> _Records to use_

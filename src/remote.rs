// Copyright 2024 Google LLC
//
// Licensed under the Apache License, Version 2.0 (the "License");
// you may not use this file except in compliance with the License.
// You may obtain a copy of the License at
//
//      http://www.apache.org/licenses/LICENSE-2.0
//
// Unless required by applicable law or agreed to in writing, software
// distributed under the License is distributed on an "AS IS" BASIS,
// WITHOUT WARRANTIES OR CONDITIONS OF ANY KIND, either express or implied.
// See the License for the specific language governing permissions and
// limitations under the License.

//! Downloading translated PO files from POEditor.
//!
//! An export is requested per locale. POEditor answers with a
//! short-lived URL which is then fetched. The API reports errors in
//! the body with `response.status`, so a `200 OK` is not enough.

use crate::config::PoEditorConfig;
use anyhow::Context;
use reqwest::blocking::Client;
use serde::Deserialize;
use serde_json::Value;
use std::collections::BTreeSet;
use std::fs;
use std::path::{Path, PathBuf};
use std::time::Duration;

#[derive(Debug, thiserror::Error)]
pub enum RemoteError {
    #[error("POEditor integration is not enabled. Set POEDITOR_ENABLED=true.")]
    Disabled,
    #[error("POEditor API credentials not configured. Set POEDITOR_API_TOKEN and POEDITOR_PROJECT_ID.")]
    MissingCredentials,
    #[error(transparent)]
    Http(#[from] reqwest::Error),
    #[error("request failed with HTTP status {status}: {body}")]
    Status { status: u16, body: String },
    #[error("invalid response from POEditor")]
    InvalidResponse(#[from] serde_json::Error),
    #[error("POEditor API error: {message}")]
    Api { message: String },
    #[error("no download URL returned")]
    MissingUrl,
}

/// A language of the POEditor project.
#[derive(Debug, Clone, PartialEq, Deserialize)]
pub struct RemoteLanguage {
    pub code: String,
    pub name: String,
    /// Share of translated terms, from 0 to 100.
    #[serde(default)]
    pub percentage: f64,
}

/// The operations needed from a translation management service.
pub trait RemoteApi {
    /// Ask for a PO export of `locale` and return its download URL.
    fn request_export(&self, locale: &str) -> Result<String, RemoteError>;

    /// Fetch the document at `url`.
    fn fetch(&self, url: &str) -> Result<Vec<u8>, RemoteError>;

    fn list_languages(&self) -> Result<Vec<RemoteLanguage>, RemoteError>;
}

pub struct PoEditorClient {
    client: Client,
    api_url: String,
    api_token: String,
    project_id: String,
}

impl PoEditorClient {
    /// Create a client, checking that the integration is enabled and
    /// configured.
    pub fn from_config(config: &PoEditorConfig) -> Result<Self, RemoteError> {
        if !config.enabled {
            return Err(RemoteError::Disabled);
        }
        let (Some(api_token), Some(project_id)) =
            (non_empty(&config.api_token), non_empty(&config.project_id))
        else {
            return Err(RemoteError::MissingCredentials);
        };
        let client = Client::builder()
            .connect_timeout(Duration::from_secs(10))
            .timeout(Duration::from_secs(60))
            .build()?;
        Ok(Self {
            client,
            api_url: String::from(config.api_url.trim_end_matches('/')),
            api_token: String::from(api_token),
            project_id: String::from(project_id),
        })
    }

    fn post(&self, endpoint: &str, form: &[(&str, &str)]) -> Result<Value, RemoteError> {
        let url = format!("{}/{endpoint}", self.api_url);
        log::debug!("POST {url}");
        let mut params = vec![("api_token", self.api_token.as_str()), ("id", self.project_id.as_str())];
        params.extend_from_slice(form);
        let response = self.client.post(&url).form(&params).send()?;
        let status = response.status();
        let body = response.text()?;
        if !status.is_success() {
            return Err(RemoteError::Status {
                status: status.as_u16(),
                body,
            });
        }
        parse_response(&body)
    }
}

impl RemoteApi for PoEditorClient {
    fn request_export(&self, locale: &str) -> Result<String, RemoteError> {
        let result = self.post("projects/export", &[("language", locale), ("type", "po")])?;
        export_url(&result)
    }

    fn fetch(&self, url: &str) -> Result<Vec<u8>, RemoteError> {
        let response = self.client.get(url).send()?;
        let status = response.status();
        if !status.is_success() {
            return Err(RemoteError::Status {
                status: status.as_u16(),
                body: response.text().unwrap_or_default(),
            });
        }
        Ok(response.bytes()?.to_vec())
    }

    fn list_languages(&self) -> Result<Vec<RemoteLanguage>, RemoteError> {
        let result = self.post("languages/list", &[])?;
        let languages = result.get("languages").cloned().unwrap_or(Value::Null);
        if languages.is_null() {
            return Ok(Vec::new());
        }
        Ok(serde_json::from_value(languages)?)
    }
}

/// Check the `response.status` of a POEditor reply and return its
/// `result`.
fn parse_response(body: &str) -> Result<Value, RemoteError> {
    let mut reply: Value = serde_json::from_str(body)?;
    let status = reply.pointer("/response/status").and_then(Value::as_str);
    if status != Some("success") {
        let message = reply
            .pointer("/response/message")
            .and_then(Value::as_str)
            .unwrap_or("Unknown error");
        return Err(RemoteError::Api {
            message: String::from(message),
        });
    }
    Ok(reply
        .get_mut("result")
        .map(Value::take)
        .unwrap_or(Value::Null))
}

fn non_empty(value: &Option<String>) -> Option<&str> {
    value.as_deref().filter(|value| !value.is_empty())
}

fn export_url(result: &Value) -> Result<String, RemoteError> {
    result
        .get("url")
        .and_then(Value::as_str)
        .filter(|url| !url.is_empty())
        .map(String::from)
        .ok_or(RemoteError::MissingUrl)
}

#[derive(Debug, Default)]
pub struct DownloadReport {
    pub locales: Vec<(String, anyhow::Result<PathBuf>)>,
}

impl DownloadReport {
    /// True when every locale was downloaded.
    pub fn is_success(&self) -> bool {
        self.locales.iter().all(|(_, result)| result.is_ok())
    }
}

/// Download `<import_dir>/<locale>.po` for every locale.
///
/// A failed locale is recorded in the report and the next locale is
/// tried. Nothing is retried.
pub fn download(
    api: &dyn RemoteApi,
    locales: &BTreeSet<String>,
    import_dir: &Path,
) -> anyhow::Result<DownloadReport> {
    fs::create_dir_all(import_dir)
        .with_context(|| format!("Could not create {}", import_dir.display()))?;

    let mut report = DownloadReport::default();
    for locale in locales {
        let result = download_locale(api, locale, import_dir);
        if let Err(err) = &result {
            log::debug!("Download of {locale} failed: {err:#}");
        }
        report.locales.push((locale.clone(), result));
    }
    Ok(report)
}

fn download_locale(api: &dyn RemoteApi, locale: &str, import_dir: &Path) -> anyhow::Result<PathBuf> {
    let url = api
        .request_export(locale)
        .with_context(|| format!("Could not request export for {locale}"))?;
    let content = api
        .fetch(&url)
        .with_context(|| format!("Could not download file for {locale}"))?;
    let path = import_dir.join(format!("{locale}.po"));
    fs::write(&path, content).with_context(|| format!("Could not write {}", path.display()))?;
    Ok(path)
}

> _What the task requires_
Reproduce the records above line by line, without any change, up to and including the line that holds "in writing, software".

> _Written response_
filename src/remote.rs
// Copyright 2024 Google LLC
//
// Licensed under the Apache License, Version 2.0 (the "License");
// you may not use this file except in compliance with the License.
// You may obtain a copy of the License at
//
//      http://www.apache.org/licenses/LICENSE-2.0
//
// Unless required by applicable law or agreed to in writing, software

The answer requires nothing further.